Wrong. If windows' graphic layer crashes, and I've seen it crash many times, the desktop disappears for a moment, then reappears with all your apps on top of it. You can safely save your work before rebooting your computer and investigating what's wrong if crashes happen again.
There's also the Enlightenment toolkit which is slowly getting popular lately, but you're right that the UI toolkit mess on Linux is not nearly as complicated as the media API mess...
Well, I agree that QT looks much better for the most part, but developers are lazy (tm). Properly rewriting GNOME in QT would take a long time, during which people would continue to complain that the Gnome desktop stagnates. The result of the rewrite would be extremely buggy. Do you think the Gnome devs would ever take this risk ?
Edited 2010-06-26 15:04 UTC
I've never had a problem with it. X is designed to be able to do that, but I'm not sure how good the implementation is.
Well, maybe it can do that in some special cases, but I know that I've had Windows 7 and XP crash and bring down everything. My point is, in any OS, if a critical system component goes down, everything will go down. And Windows in general is more prone to this since it is more tightly integrated. Also, I've never had X crash, but I use only Intel hardware, which has very good drivers, so I understand that I'm not in the majority...

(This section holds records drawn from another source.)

#[cfg(test)]
mod tests {
    use super::*;
    use crate::config::StrategyParams;
    use crate::ports::completion_client::{
        Completion, CompletionError, CompletionRequest,
    };
    use crate::session::testing::ScriptedClient;
    use async_trait::async_trait;
    use std::sync::Mutex;
    use strata_domain::{Category, StrategyKind};

    /// Records every snapshot it is asked to save
    #[derive(Default)]
    struct MemoryStore {
        saves: Mutex<Vec<Vec<AnswerRecord>>>,
    }

    impl MemoryStore {
        fn save_count(&self) -> usize {
            self.saves.lock().unwrap().len()
        }
    }

    impl AnswerStore for MemoryStore {
        fn load(&self, total: usize) -> Result<Vec<AnswerRecord>, StoreError> {
            Ok(AnswerRecord::placeholders(total))
        }

        fn save(&self, answers: &[AnswerRecord]) -> Result<(), StoreError> {
            self.saves.lock().unwrap().push(answers.to_vec());
            Ok(())
        }
    }

    /// Classifies everything as unrecognized and answers with the question text
    struct EchoQuestionClient;

    #[async_trait]
    impl CompletionClient for EchoQuestionClient {
        fn model(&self) -> &str {
            "echo-question"
        }

        async fn complete(
            &self,
            request: CompletionRequest,
        ) -> Result<Completion, CompletionError> {
            if request.system.starts_with("Return only one label") {
                return Ok(Completion::new("other", 200));
            }
            let question = request.prompt.lines().next().unwrap_or("").to_string();
            if question == "boom" {
                panic!("model exploded");
            }
            if question == "fail" {
                return Err(CompletionError::Http {
                    status: 500,
                    detail: "server error".into(),
                });
            }
            Ok(Completion::new(format!("Final Answer: {}", question), 200))
        }
    }

    fn questions(texts: &[&str]) -> Vec<QuestionRecord> {
        texts.iter().map(|t| QuestionRecord::from_input(*t)).collect()
    }

    fn batch<C: CompletionClient + 'static>(
        client: C,
        store: Arc<MemoryStore>,
        params: BatchParams,
    ) -> RunBatchUseCase<C> {
        let router = RouteQuestionUseCase::new(Arc::new(client), StrategyParams::default());
        RunBatchUseCase::new(router, store, params)
    }

    #[tokio::test]
    async fn test_resumption_skips_answered_slot() {
        let store = Arc::new(MemoryStore::default());
        let use_case = batch(EchoQuestionClient, store.clone(), BatchParams::default());
        let qs = questions(&["q1", "q2", "q3", "q4", "q5"]);
        let mut answers = AnswerRecord::placeholders(5);
        answers[2] = AnswerRecord::new("kept");

        let output = use_case.execute(&qs, answers).await.unwrap();

        let outputs: Vec<_> = output.answers.iter().map(|a| a.output.as_str()).collect();
        assert_eq!(outputs, vec!["q1", "q2", "kept", "q4", "q5"]);
        assert_eq!(output.summary.processed, 4);
        assert_eq!(output.summary.skipped, 1);
        assert_eq!(output.summary.failed, 0);
    }

    #[tokio::test]
    async fn test_failures_are_recorded_and_batch_continues() {
        let store = Arc::new(MemoryStore::default());
        let use_case = batch(EchoQuestionClient, store.clone(), BatchParams::default());
        let qs = questions(&["fail", "boom", "ok"]);

        let output = use_case
            .execute(&qs, AnswerRecord::placeholders(3))
            .await
            .unwrap();

        assert_eq!(
            output.answers[0].output,
            "Error processing question 1: ERROR status=500 server error"
        );
        assert_eq!(
            output.answers[1].output,
            "Error processing question 2: panic: model exploded"
        );
        assert_eq!(output.answers[2].output, "ok");
        assert_eq!(output.summary.failed, 2);
        assert_eq!(output.summary.answered(), 1);
    }

    #[tokio::test]
    async fn test_range_limits_processing() {
        let store = Arc::new(MemoryStore::default());
        let params = BatchParams::default().with_range(2, Some(3));
        let use_case = batch(EchoQuestionClient, store.clone(), params);
        let qs = questions(&["q1", "q2", "q3", "q4"]);

        let output = use_case
            .execute(&qs, AnswerRecord::placeholders(4))
            .await
            .unwrap();

        assert!(output.answers[0].is_placeholder());
        assert_eq!(output.answers[1].output, "q2");
        assert_eq!(output.answers[2].output, "q3");
        assert!(output.answers[3].is_placeholder());
    }

    #[tokio::test]
    async fn test_range_end_is_clamped() {
        let store = Arc::new(MemoryStore::default());
        let params = BatchParams::default().with_range(1, Some(6208));
        let use_case = batch(EchoQuestionClient, store, params);
        let output = use_case
            .execute(&questions(&["a", "b"]), AnswerRecord::placeholders(2))
            .await
            .unwrap();
        assert_eq!(output.summary.processed, 2);
    }

    #[tokio::test]
    async fn test_checkpoints_on_multiples_and_at_end() {
        let store = Arc::new(MemoryStore::default());
        let params = BatchParams::default().with_checkpoint_every(2);
        let use_case = batch(EchoQuestionClient, store.clone(), params);
        let qs = questions(&["a", "b", "c", "d", "e"]);

        let output = use_case
            .execute(&qs, AnswerRecord::placeholders(5))
            .await
            .unwrap();

        // after positions 2 and 4, then the final write
        assert_eq!(store.save_count(), 3);
        assert_eq!(output.summary.checkpoints, 3);
        let saves = store.saves.lock().unwrap();
        assert_eq!(saves[0][1].output, "b");
        assert!(saves[0][2].is_placeholder());
        assert_eq!(saves[2][4].output, "e");
    }

    #[tokio::test]
    async fn test_skipped_positions_do_not_checkpoint() {
        let store = Arc::new(MemoryStore::default());
        let params = BatchParams::default().with_checkpoint_every(2);
        let use_case = batch(EchoQuestionClient, store.clone(), params);
        let qs = questions(&["a", "b", "c", "d"]);
        let mut answers = AnswerRecord::placeholders(4);
        answers[1] = AnswerRecord::new("kept");

        let output = use_case.execute(&qs, answers).await.unwrap();

        // position 2 was skipped; only position 4 and the final write save
        assert_eq!(store.save_count(), 2);
        assert_eq!(output.summary.checkpoints, 2);
        let saves = store.saves.lock().unwrap();
        assert_eq!(saves[0][3].output, "d");
    }

    /// Records routing and completion callbacks
    #[derive(Default)]
    struct RecordingProgress {
        routed: Mutex<Vec<(usize, Category, StrategyKind)>>,
        completed: Mutex<Vec<(usize, QuestionOutcome)>>,
    }

    impl BatchProgressNotifier for RecordingProgress {
        fn on_batch_start(&self, _total: usize) {}

        fn on_question_routed(&self, position: usize, category: &Category, strategy: StrategyKind) {
            self.routed
                .lock()
                .unwrap()
                .push((position, category.clone(), strategy));
        }

        fn on_question_complete(&self, position: usize, outcome: QuestionOutcome) {
            self.completed.lock().unwrap().push((position, outcome));
        }

        fn on_batch_complete(&self) {}
    }

    #[tokio::test]
    async fn test_progress_sees_routing_for_processed_questions() {
        let store = Arc::new(MemoryStore::default());
        let use_case = batch(EchoQuestionClient, store, BatchParams::default());
        let mut answers = AnswerRecord::placeholders(2);
        answers[0] = AnswerRecord::new("kept");
        let progress = RecordingProgress::default();

        use_case
            .execute_with_progress(&questions(&["a", "b"]), answers, &progress)
            .await
            .unwrap();

        assert_eq!(
            *progress.routed.lock().unwrap(),
            vec![(
                2,
                Category::Unrecognized("other".to_string()),
                StrategyKind::ChainOfThought
            )]
        );
        assert_eq!(
            *progress.completed.lock().unwrap(),
            vec![(1, QuestionOutcome::Skipped), (2, QuestionOutcome::Answered)]
        );
    }

    #[tokio::test]
    async fn test_budget_is_fresh_per_question() {
        let store = Arc::new(MemoryStore::default());
        let client = ScriptedClient::new([
            "other", "Final Answer: one",
            "other", "Final Answer: two",
        ]);
        let params = BatchParams::default().with_max_calls(2);
        let use_case = batch(client, store, params);

        let output = use_case
            .execute(&questions(&["1", "2"]), AnswerRecord::placeholders(2))
            .await
            .unwrap();

        assert_eq!(output.answers[0].output, "one");
        assert_eq!(output.answers[1].output, "two");
    }

    #[tokio::test]
    async fn test_budget_exhaustion_is_recorded() {
        let store = Arc::new(MemoryStore::default());
        let client = ScriptedClient::new(["other", "Final Answer: x"]);
        let params = BatchParams::default().with_max_calls(1);
        let use_case = batch(client, store, params);

        let output = use_case
            .execute(&questions(&["q"]), AnswerRecord::placeholders(1))
            .await
            .unwrap();

        assert_eq!(
            output.answers[0].output,
            "Error processing question 1: ERROR: max call limit reached"
        );
    }

    #[tokio::test]
    async fn test_mismatched_answers_are_rejected() {
        let store = Arc::new(MemoryStore::default());
        let use_case = batch(EchoQuestionClient, store, BatchParams::default());
        let err = use_case
            .execute(&questions(&["a", "b"]), AnswerRecord::placeholders(3))
            .await
            .unwrap_err();
        assert!(matches!(
            err,
            RunBatchError::AnswerCountMismatch { expected: 2, found: 3 }
        ));
    }

    #[tokio::test]
    async fn test_invalid_range_is_rejected() {
        let store = Arc::new(MemoryStore::default());
        let params = BatchParams::default().with_range(3, Some(2));
        let use_case = batch(EchoQuestionClient, store, params);
        let err = use_case
            .execute(&questions(&["a", "b", "c"]), AnswerRecord::placeholders(3))
            .await
            .unwrap_err();
        assert!(matches!(err, RunBatchError::Range(_)));
    }
}
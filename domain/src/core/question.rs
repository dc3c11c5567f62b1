//! Question record value object

use serde::{Deserialize, Serialize};
use serde_json::Value;

/// One entry of the input question file (Value Object)
///
/// The record keeps the raw JSON object so that extra fields survive a
/// round trip. The prompt text is the `input` field; records without a
/// usable `input` fall back to their full JSON text.
#[derive(Debug, Clone, PartialEq, Serialize, Deserialize)]
#[serde(transparent)]
pub struct QuestionRecord {
    raw: Value,
}

impl QuestionRecord {
    /// Wrap a raw JSON entry
    pub fn new(raw: Value) -> Self {
        Self { raw }
    }

    /// Build a record from bare question text
    pub fn from_input(input: impl Into<String>) -> Self {
        Self {
            raw: serde_json::json!({ "input": input.into() }),
        }
    }

    /// Text sent to the router for this record
    pub fn prompt_text(&self) -> String {
        match self.raw.get("input").and_then(Value::as_str) {
            Some(input) if !input.is_empty() => input.to_string(),
            _ => self.raw.to_string(),
        }
    }

    /// The raw JSON entry
    pub fn raw(&self) -> &Value {
        &self.raw
    }
}

impl From<&str> for QuestionRecord {
    fn from(s: &str) -> Self {
        QuestionRecord::from_input(s)
    }
}

#[cfg(test)]
mod tests {
    use super::*;
    use serde_json::json;

    #[test]
    fn test_prompt_text_uses_input_field() {
        let q = QuestionRecord::new(json!({"input": "What is 2+2?", "domain": "math"}));
        assert_eq!(q.prompt_text(), "What is 2+2?");
    }

    #[test]
    fn test_prompt_text_falls_back_to_json() {
        let q = QuestionRecord::new(json!({"input": "", "question": "Why?"}));
        assert!(q.prompt_text().contains("\"question\":\"Why?\""));

        let q = QuestionRecord::new(json!({"prompt": "no input key"}));
        assert!(q.prompt_text().contains("no input key"));
    }

    #[test]
    fn test_deserialize_keeps_extra_fields() {
        let q: QuestionRecord =
            serde_json::from_str(r#"{"input": "Q", "expected": "A"}"#).unwrap();
        assert_eq!(q.raw()["expected"], "A");
    }

    #[test]
    fn test_from_str() {
        let q: QuestionRecord = "Explain why the sky is blue.".into();
        assert_eq!(q.prompt_text(), "Explain why the sky is blue.");
    }
}
//! Evaluate use case
//!
//! Runs graded test cases against the endpoint, either with the bare solver
//! prompt or through the full router, and scores each reply with the local
//! grader or an LLM judge.

use super::route_question::RouteQuestionUseCase;
use crate::ports::completion_client::CompletionClient;
use crate::session::{CallError, CallSession};
use serde::Serialize;
use std::time::Duration;
use strata_domain::grading::{JudgePrompt, fallback_verdict, grade, parse_judge_reply};
use strata_domain::{CallBudget, TestCase};
use tracing::{debug, info, warn};

/// Pause between test cases
pub const DEFAULT_PACING: Duration = Duration::from_millis(200);

/// How predictions are produced
#[derive(Debug, Clone, Copy, PartialEq, Eq, Default)]
pub enum SolverMode {
    /// One call with a "final answer only" system prompt
    #[default]
    Direct,
    /// Classify and dispatch like a batch question
    Routed,
}

/// How predictions are scored
#[derive(Debug, Clone, Copy, PartialEq, Eq, Default)]
pub enum GraderMode {
    /// Numeric or normalized-text comparison
    #[default]
    Local,
    /// A strict True/False judge call, with a local fallback
    Judge,
}

/// Input for the Evaluate use case
#[derive(Debug, Clone)]
pub struct EvaluateInput {
    pub cases: Vec<TestCase>,
    pub solver: SolverMode,
    pub grader: GraderMode,
}

impl EvaluateInput {
    pub fn new(cases: Vec<TestCase>) -> Self {
        Self {
            cases,
            solver: SolverMode::default(),
            grader: GraderMode::default(),
        }
    }

    pub fn routed(mut self) -> Self {
        self.solver = SolverMode::Routed;
        self
    }

    pub fn judged(mut self) -> Self {
        self.grader = GraderMode::Judge;
        self
    }
}

/// Result for one test case
#[derive(Debug, Clone, PartialEq, Serialize)]
pub struct EvaluationRow {
    pub id: String,
    pub expected: String,
    pub got: String,
    pub correct: bool,
    /// Error text when the prediction call failed
    pub error: Option<String>,
}

/// All rows of one evaluation run
#[derive(Debug, Clone, Default, PartialEq, Serialize)]
pub struct EvaluationReport {
    pub rows: Vec<EvaluationRow>,
}

impl EvaluationReport {
    pub fn correct(&self) -> usize {
        self.rows.iter().filter(|r| r.correct).count()
    }

    pub fn total(&self) -> usize {
        self.rows.len()
    }

    /// `Score: k/n correct`
    pub fn score_line(&self) -> String {
        format!("Score: {}/{} correct", self.correct(), self.total())
    }
}

/// Use case for the grading harness
pub struct EvaluateUseCase<C: CompletionClient + 'static> {
    router: RouteQuestionUseCase<C>,
    max_calls: usize,
    pacing: Duration,
}

impl<C: CompletionClient + 'static> EvaluateUseCase<C> {
    pub fn new(router: RouteQuestionUseCase<C>, max_calls: usize) -> Self {
        Self {
            router,
            max_calls,
            pacing: DEFAULT_PACING,
        }
    }

    pub fn with_pacing(mut self, pacing: Duration) -> Self {
        self.pacing = pacing;
        self
    }

    pub async fn execute(&self, input: EvaluateInput) -> EvaluationReport {
        info!(
            cases = input.cases.len(),
            solver = ?input.solver,
            grader = ?input.grader,
            "Starting evaluation"
        );
        let mut report = EvaluationReport::default();

        for (i, case) in input.cases.iter().enumerate() {
            if i > 0 && !self.pacing.is_zero() {
                tokio::time::sleep(self.pacing).await;
            }

            let (got, error) = match self.predict(case, input.solver).await {
                Ok(got) => (got, None),
                Err(e) => {
                    warn!(case = %case.id, "Prediction failed: {}", e);
                    (String::new(), Some(e.to_string()))
                }
            };

            let correct = match input.grader {
                GraderMode::Local => grade(&case.expected, &got, case.kind),
                GraderMode::Judge => self.judge(case, &got).await,
            };
            debug!(case = %case.id, correct, "Graded");

            report.rows.push(EvaluationRow {
                id: case.id.clone(),
                expected: case.expected.clone(),
                got,
                correct,
                error,
            });
        }

        info!("{}", report.score_line());
        report
    }

    async fn predict(&self, case: &TestCase, solver: SolverMode) -> Result<String, CallError> {
        match solver {
            SolverMode::Direct => {
                let mut session = self.session();
                session.set_stage("eval-solve");
                session
                    .invoke(&case.prompt, 0.0, Some(JudgePrompt::solver_system()))
                    .await
            }
            SolverMode::Routed => Ok(self.router.execute(&case.prompt).await?.answer),
        }
    }

    /// Ask the judge; fall back to whitespace-normalized equality on a malformed reply
    async fn judge(&self, case: &TestCase, got: &str) -> bool {
        let mut session = self.session();
        session.set_stage("eval-judge");
        let reply = session
            .invoke(
                &JudgePrompt::user(&case.prompt, got, &case.expected),
                0.0,
                Some(JudgePrompt::system()),
            )
            .await;

        match reply.as_deref().map(parse_judge_reply) {
            Ok(Some(verdict)) => verdict,
            Ok(None) => {
                debug!(case = %case.id, "Malformed judge reply, comparing text");
                fallback_verdict(got, &case.expected)
            }
            Err(e) => {
                warn!(case = %case.id, "Judge call failed, comparing text: {}", e);
                fallback_verdict(got, &case.expected)
            }
        }
    }

    fn session(&self) -> CallSession<'_> {
        self.router.open_session(CallBudget::new(self.max_calls))
    }
}
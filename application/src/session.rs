//! Budgeted call session.
//!
//! A [`CallSession`] is created for exactly one question and handed to the
//! classifier and every strategy by `&mut`. It owns that question's
//! [`CallBudget`], so calls can never leak across questions.

use crate::ports::call_logger::{CallEvent, CallLogger, NoCallLogger};
use crate::ports::completion_client::{CompletionClient, CompletionRequest};
use serde_json::json;
use strata_domain::core::string::truncate;
use strata_domain::{BudgetExhausted, CallBudget, Category, PromptTemplate};
use thiserror::Error;
use tracing::{debug, warn};

/// Characters of prompt/reply kept in transcript previews
const PREVIEW_LEN: usize = 400;

/// Failure of a single budgeted call
///
/// The display strings are the inline error texts recorded in answer slots.
#[derive(Error, Debug, Clone, PartialEq, Eq)]
pub enum CallError {
    #[error("ERROR: max call limit reached")]
    BudgetExhausted,

    #[error("ERROR status={status} {detail}")]
    Remote { status: i32, detail: String },
}

impl From<BudgetExhausted> for CallError {
    fn from(_: BudgetExhausted) -> Self {
        CallError::BudgetExhausted
    }
}

impl CallError {
    pub fn is_budget_exhausted(&self) -> bool {
        matches!(self, CallError::BudgetExhausted)
    }
}

/// Per-question wrapper around the completion client
pub struct CallSession<'a> {
    client: &'a dyn CompletionClient,
    logger: &'a dyn CallLogger,
    budget: CallBudget,
    position: Option<usize>,
    category: Option<String>,
    stage: &'static str,
}

impl<'a> CallSession<'a> {
    pub fn new(client: &'a dyn CompletionClient, budget: CallBudget) -> Self {
        Self {
            client,
            logger: &NoCallLogger,
            budget,
            position: None,
            category: None,
            stage: "unlabelled",
        }
    }

    /// Record every call to `logger`
    pub fn with_logger(mut self, logger: &'a dyn CallLogger) -> Self {
        self.logger = logger;
        self
    }

    /// Tag transcript entries with the question's 1-based position
    pub fn for_position(mut self, position: usize) -> Self {
        self.position = Some(position);
        self
    }

    /// Label subsequent calls in the transcript (e.g. "classify", "math")
    pub fn set_stage(&mut self, stage: &'static str) {
        self.stage = stage;
    }

    /// Tag subsequent transcript entries with the routed category
    pub fn set_category(&mut self, category: &Category) {
        self.category = Some(category.to_string());
    }

    pub fn budget(&self) -> &CallBudget {
        &self.budget
    }

    pub fn calls_made(&self) -> usize {
        self.budget.used()
    }

    /// Issue one budgeted call and return the trimmed reply text
    ///
    /// `system` defaults to the generic assistant instruction. Once the
    /// budget is spent this returns [`CallError::BudgetExhausted`] without
    /// contacting the endpoint.
    pub async fn invoke(
        &mut self,
        prompt: &str,
        temperature: f64,
        system: Option<&str>,
    ) -> Result<String, CallError> {
        let call = match self.budget.try_consume() {
            Ok(call) => call,
            Err(exhausted) => {
                warn!(
                    stage = self.stage,
                    ceiling = self.budget.ceiling(),
                    "Call budget exhausted"
                );
                return Err(exhausted.into());
            }
        };

        let system = system.unwrap_or(PromptTemplate::default_system());
        debug!(stage = self.stage, call, temperature, "Remote call");

        let request = CompletionRequest::new(system, prompt, temperature);
        let result = self.client.complete(request).await;

        match result {
            Ok(completion) => {
                let text = completion.text.trim().to_string();
                self.log_call(call, prompt, temperature, completion.status, &text);
                Ok(text)
            }
            Err(e) => {
                let error = CallError::Remote {
                    status: e.status(),
                    detail: e.detail(),
                };
                warn!(stage = self.stage, call, "Remote call failed: {}", e);
                self.log_call(call, prompt, temperature, e.status(), &error.to_string());
                Err(error)
            }
        }
    }

    fn log_call(&self, call: usize, prompt: &str, temperature: f64, status: i32, reply: &str) {
        self.logger.log(CallEvent::new(
            "completion",
            json!({
                "position": self.position,
                "category": self.category,
                "stage": self.stage,
                "call": call,
                "model": self.client.model(),
                "temperature": temperature,
                "status": status,
                "prompt": truncate(prompt, PREVIEW_LEN),
                "reply": truncate(reply, PREVIEW_LEN),
            }),
        ));
    }
}


#[cfg(test)]
mod tests {
    use super::testing::{EchoClient, ScriptedClient};
    use super::*;
    use crate::ports::completion_client::CompletionError;

    #[tokio::test]
    async fn test_invoke_trims_reply_and_counts() {
        let client = ScriptedClient::new(["  hello \n"]);
        let mut session = CallSession::new(&client, CallBudget::default());

        let reply = session.invoke("hi", 0.0, None).await.unwrap();

        assert_eq!(reply, "hello");
        assert_eq!(session.calls_made(), 1);
        let requests = client.requests.lock().unwrap();
        assert_eq!(requests[0].system, "You are a helpful assistant.");
        assert_eq!(requests[0].temperature, 0.0);
    }

    #[tokio::test]
    async fn test_custom_system_prompt() {
        let client = ScriptedClient::new(["ok"]);
        let mut session = CallSession::new(&client, CallBudget::default());
        session.invoke("p", 0.5, Some("Be terse.")).await.unwrap();
        assert_eq!(client.requests.lock().unwrap()[0].system, "Be terse.");
    }

    #[tokio::test]
    async fn test_twenty_first_call_is_rejected_without_remote_call() {
        let client = EchoClient("ok");
        let mut session = CallSession::new(&client, CallBudget::default());

        for _ in 0..20 {
            assert_eq!(session.invoke("p", 0.0, None).await.unwrap(), "ok");
        }
        let err = session.invoke("p", 0.0, None).await.unwrap_err();

        assert_eq!(err, CallError::BudgetExhausted);
        assert_eq!(err.to_string(), "ERROR: max call limit reached");
        assert_eq!(session.calls_made(), 20);
    }

    #[tokio::test]
    async fn test_exhausted_budget_never_reaches_client() {
        let client = ScriptedClient::new(["unused"]);
        let mut session = CallSession::new(&client, CallBudget::new(0));
        assert!(session.invoke("p", 0.0, None).await.unwrap_err().is_budget_exhausted());
        assert_eq!(client.call_count(), 0);
    }

    #[tokio::test]
    async fn test_remote_failure_is_formatted() {
        let client = ScriptedClient::with_results([Err(CompletionError::Http {
            status: 503,
            detail: "{\"error\": \"overloaded\"}".to_string(),
        })]);
        let mut session = CallSession::new(&client, CallBudget::default());

        let err = session.invoke("p", 0.0, None).await.unwrap_err();

        assert_eq!(err.to_string(), "ERROR status=503 {\"error\": \"overloaded\"}");
        // failed calls still count against the budget
        assert_eq!(session.calls_made(), 1);
    }

    #[tokio::test]
    async fn test_transport_failure_uses_negative_status() {
        let client =
            ScriptedClient::with_results([Err(CompletionError::Transport("refused".to_string()))]);
        let mut session = CallSession::new(&client, CallBudget::default());
        let err = session.invoke("p", 0.0, None).await.unwrap_err();
        assert_eq!(err.to_string(), "ERROR status=-1 refused");
    }
}
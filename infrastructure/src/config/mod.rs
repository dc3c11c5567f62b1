//! Configuration file loading for strata
//!
//! This module handles file I/O and merging of configuration from multiple sources.
//! The priority order (highest to lowest):
//!
//! 1. Legacy environment variables `API_BASE`, `MODEL_NAME`
//! 2. `STRATA_` environment variables
//! 3. `--config <path>` specified file
//! 4. Project root: `./strata.toml` or `./.strata.toml`
//! 5. Global: `~/.config/strata/config.toml`
//! 6. Default values

mod error;
mod file_config;
mod loader;

pub use file_config::{
    FileBatchConfig, FileBudgetConfig, FileConfig, FileEndpointConfig, FileLoggingConfig,
    FileStrategiesConfig,
};
pub use error::ConfigError;
pub use loader::ConfigLoader;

There is certainly nothing in X that prevents apps from not killing themselves if X crashes. The main problem is that right now, the toolkits leave a lot of state on the server. However, if you look at the design of Wayland, there is really no server state. The kernel stores the window surfaces. This means that it would be trivial for apps on Wayland to reconnect. The nice thing is that the same method is entirely possible with X too, toolkits are just lazy.
I don't think so. Enlightenment is gaining some usage with Samsung's Bada thing, but other than that, my guess is that its usage is declining.
This is just a myth popularized by Adobe (which is just using the myth as an excuse to be lazy). It's actually really simple. If you are writing anything to do with playing or editing videos/music, you use GStreamer. If you just want to play some simple sounds in your app, you use libcanberra. If you are writing a game, you use SDL. That's pretty much it. Those libraries will handle all the low level things that you don't need to know about. It's really not complicated...
True, it's not perfect. It still beats Windows, where every other app decides to draw its own ugly, unthemable widgets. Linux is certainly way more consistent in this regard. However, Mac OS X beats them both by miles.
Yes, it's really not realistic. I'm probably going to start using KDE soon, because I'm tired of GNOME not doing anything interesting in the last 5 years, and I really don't like GNOME-Shell.
QtCurve might suck, but QGtkStyle (the style Qt uses on Gnome desktop) looks just like the Gnome theme looks, and uses the native dialogs.
I don't see a need to rewrite anything in Qt. Why rewrite a program in the first place? You just let the old program live on and write a new program.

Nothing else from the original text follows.